Copy every line of the entries that includes the word "TrackerError".

[Source records]
---

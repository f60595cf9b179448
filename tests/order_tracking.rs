//! Integration tests for order status tracking: the stage chain, persistence across
//! reopening, shared trackers and the timed progression driver.

use std::{
    sync::{Arc, Mutex},
    time::Duration,
};

use testresult::TestResult;

use takeaway::orders::{
    OrderId,
    driver::ProgressionDriver,
    registry::{SharedTracker, TrackerRegistry},
    stages::{StageKey, StageSequence},
    store::{SessionStageStore, StageStore, StoreError},
    tracker::{OrderStatusTracker, TrackerError, Transition},
};

/// Store that accepts reads and refuses every write.
#[derive(Debug, Default)]
struct ReadOnlyStore {
    inner: SessionStageStore,
}

impl StageStore for ReadOnlyStore {
    fn load(&self, order: &OrderId) -> Result<Option<StageKey>, StoreError> {
        self.inner.load(order)
    }

    fn save(&self, _order: &OrderId, _stage: &StageKey) -> Result<(), StoreError> {
        Err(StoreError::Unavailable("read-only".to_string()))
    }
}

fn open(
    order: &str,
    store: Arc<dyn StageStore>,
) -> Result<OrderStatusTracker, Box<dyn std::error::Error>> {
    Ok(OrderStatusTracker::open(
        OrderId::new(order)?,
        Arc::new(StageSequence::default()),
        store,
    )?)
}

/// Reopen a sled database whose previous handle was just dropped. sled releases the file
/// lock asynchronously, so the lock may still be held for a short while.
#[cfg(feature = "sled-store")]
fn reopen(path: &std::path::Path) -> sled::Result<sled::Db> {
    use std::{
        thread,
        time::{Duration, Instant},
    };

    let deadline = Instant::now() + Duration::from_secs(10);

    loop {
        match sled::open(path) {
            Err(sled::Error::Io(_lock_held)) if Instant::now() < deadline => {
                thread::sleep(Duration::from_millis(20));
            }
            result => return result,
        }
    }
}

fn key(tracker: &SharedTracker) -> Result<String, &'static str> {
    Ok(tracker
        .lock()
        .map_err(|_poisoned| "poisoned")?
        .current_key()
        .to_string())
}

#[test]
fn advancing_reaches_delivered_and_stays_there() -> TestResult {
    let mut tracker = open("ORD-300001", Arc::new(SessionStageStore::new()))?;
    let mut seen = vec![tracker.current_key().to_string()];

    for _ in 0..5 {
        tracker.advance()?;
        seen.push(tracker.current_key().to_string());
    }

    assert_eq!(
        seen,
        [
            "confirmed",
            "preparing",
            "out_for_delivery",
            "delivered",
            "delivered",
            "delivered"
        ]
    );
    assert_eq!(tracker.current_stage().label(), "Delivered");

    Ok(())
}

#[test]
fn cancelled_order_does_not_advance() -> TestResult {
    let mut tracker = open("ORD-300002", Arc::new(SessionStageStore::new()))?;

    tracker.advance()?;
    tracker.advance()?;
    tracker.cancel()?;

    assert_eq!(tracker.advance()?, Transition::Unchanged);
    assert_eq!(tracker.current_stage().label(), "Cancelled");

    Ok(())
}

#[test]
fn reopening_resumes_from_session_store() -> TestResult {
    let store: Arc<dyn StageStore> = Arc::new(SessionStageStore::new());

    {
        let mut tracker = open("ORD-300003", Arc::clone(&store))?;

        tracker.advance()?;
    }

    let tracker = open("ORD-300003", store)?;

    assert_eq!(tracker.current_key().as_str(), "preparing");

    Ok(())
}

#[cfg(feature = "sled-store")]
#[test]
fn sled_store_resumes_across_sessions() -> TestResult {
    use takeaway::orders::store::SledStageStore;

    let dir = tempfile::tempdir()?;

    {
        let db = sled::open(dir.path())?;
        let mut tracker = open("ORD-300004", Arc::new(SledStageStore::open(&db)?))?;

        tracker.advance()?;
        tracker.advance()?;
    }

    let db = reopen(dir.path())?;
    let tracker = open("ORD-300004", Arc::new(SledStageStore::open(&db)?))?;

    assert_eq!(tracker.current_key().as_str(), "out_for_delivery");
    assert_eq!(tracker.progress(), Some((2, 4)));

    Ok(())
}

#[test]
fn failing_store_keeps_state_and_force_advance_moves_on() -> TestResult {
    let order = OrderId::new("ORD-300005")?;

    assert!(open(order.as_str(), Arc::new(ReadOnlyStore::default())).is_err());

    let detached = OrderStatusTracker::force_open(
        order.clone(),
        Arc::new(StageSequence::default()),
        Arc::new(ReadOnlyStore::default()),
    );

    assert_eq!(detached.current_key().as_str(), "confirmed");

    let store = ReadOnlyStore::default();

    store.inner.save(&order, &StageKey::from("confirmed"))?;

    let mut tracker = open(order.as_str(), Arc::new(store))?;

    assert!(matches!(tracker.advance(), Err(TrackerError::Persistence(_))));
    assert_eq!(tracker.current_key().as_str(), "confirmed");

    assert!(matches!(tracker.force_advance(), Transition::Advanced { .. }));
    assert_eq!(tracker.current_key().as_str(), "preparing");

    Ok(())
}

#[test]
fn views_of_one_order_share_a_tracker() -> TestResult {
    let registry = TrackerRegistry::new(
        StageSequence::default(),
        Arc::new(SessionStageStore::new()),
    );
    let order = OrderId::new("ORD-300006")?;

    let confirmation_page = registry.tracker(&order)?;
    let history_row = registry.tracker(&order)?;

    assert!(Arc::ptr_eq(&confirmation_page, &history_row));

    confirmation_page
        .lock()
        .map_err(|_poisoned| "poisoned")?
        .cancel()?;

    assert_eq!(key(&history_row)?, "cancelled");

    Ok(())
}

#[tokio::test(start_paused = true)]
async fn driver_walks_order_to_delivered() -> TestResult {
    let period = Duration::from_secs(15);
    let tracker: SharedTracker = Arc::new(Mutex::new(open(
        "ORD-300007",
        Arc::new(SessionStageStore::new()),
    )?));

    let handle = ProgressionDriver::spawn(Arc::clone(&tracker), period)?;

    tokio::time::sleep(period * 2 + Duration::from_secs(1)).await;
    assert_eq!(key(&tracker)?, "out_for_delivery");

    tokio::time::sleep(period * 10).await;
    assert_eq!(key(&tracker)?, "delivered");
    assert!(handle.is_finished());

    Ok(())
}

---

The completed task:
    tracker::{OrderStatusTracker, TrackerError, Transition},
    assert!(matches!(tracker.advance(), Err(TrackerError::Persistence(_))));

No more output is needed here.